What to work on » Set down again exactly the lines of the listing below that fall between the line holding "filename crates/engine/src/config.rs" and the line holding "receives the debuggee.", inclusive.

*** Opening Data ***

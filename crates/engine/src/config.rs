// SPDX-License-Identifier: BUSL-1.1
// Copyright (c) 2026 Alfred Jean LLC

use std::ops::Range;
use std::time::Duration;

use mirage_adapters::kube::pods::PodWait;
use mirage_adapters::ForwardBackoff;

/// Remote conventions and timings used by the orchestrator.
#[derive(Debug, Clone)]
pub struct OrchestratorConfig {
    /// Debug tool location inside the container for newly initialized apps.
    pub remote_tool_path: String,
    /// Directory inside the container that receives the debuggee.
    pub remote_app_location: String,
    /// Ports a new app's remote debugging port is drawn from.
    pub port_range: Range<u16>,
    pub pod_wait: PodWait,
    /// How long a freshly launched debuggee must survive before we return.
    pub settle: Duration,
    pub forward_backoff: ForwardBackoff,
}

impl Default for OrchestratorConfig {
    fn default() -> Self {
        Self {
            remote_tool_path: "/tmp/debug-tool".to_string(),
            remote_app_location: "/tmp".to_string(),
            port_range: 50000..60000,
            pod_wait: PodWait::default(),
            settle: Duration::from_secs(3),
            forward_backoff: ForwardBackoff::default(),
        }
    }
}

*** Closing Data ***
*** Opening Data ***

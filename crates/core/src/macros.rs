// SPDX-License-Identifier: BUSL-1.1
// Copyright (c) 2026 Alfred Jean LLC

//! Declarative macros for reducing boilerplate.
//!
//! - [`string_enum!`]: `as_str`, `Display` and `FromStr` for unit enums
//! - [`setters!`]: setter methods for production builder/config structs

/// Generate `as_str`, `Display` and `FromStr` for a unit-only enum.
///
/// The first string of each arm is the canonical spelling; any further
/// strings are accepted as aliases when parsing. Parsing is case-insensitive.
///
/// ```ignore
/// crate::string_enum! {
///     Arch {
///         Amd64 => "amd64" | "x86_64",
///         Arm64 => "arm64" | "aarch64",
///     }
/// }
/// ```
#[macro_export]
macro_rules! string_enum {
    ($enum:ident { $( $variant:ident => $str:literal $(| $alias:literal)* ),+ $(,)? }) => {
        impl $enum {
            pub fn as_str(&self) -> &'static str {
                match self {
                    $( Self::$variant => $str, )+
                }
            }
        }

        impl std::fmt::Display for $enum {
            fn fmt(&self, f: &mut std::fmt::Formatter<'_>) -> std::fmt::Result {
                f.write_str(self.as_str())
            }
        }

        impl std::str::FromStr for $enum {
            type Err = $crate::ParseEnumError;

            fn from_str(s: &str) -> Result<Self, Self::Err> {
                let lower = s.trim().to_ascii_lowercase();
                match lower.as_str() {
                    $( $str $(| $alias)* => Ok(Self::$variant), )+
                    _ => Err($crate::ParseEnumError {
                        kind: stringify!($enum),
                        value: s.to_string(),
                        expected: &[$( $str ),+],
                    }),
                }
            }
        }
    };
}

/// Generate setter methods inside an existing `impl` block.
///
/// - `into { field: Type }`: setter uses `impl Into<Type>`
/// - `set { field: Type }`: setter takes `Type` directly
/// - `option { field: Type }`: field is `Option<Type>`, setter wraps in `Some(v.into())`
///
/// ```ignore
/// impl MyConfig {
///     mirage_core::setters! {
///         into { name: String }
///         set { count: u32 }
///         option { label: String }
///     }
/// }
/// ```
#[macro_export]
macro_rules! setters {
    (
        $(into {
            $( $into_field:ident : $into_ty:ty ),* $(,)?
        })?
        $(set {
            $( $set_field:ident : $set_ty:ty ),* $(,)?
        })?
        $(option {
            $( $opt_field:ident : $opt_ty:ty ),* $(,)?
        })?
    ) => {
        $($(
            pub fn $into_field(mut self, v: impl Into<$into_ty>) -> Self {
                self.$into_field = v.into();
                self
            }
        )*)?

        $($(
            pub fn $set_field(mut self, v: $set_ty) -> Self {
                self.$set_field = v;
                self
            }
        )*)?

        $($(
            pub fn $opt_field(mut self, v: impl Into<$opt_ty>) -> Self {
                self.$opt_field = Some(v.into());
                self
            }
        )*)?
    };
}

*** Closing Data ***

Answer section »
filename crates/engine/src/config.rs
// SPDX-License-Identifier: BUSL-1.1
// Copyright (c) 2026 Alfred Jean LLC

use std::ops::Range;
use std::time::Duration;

use mirage_adapters::kube::pods::PodWait;
use mirage_adapters::ForwardBackoff;

/// Remote conventions and timings used by the orchestrator.
#[derive(Debug, Clone)]
pub struct OrchestratorConfig {
    /// Debug tool location inside the container for newly initialized apps.
    pub remote_tool_path: String,
    /// Directory inside the container that receives the debuggee.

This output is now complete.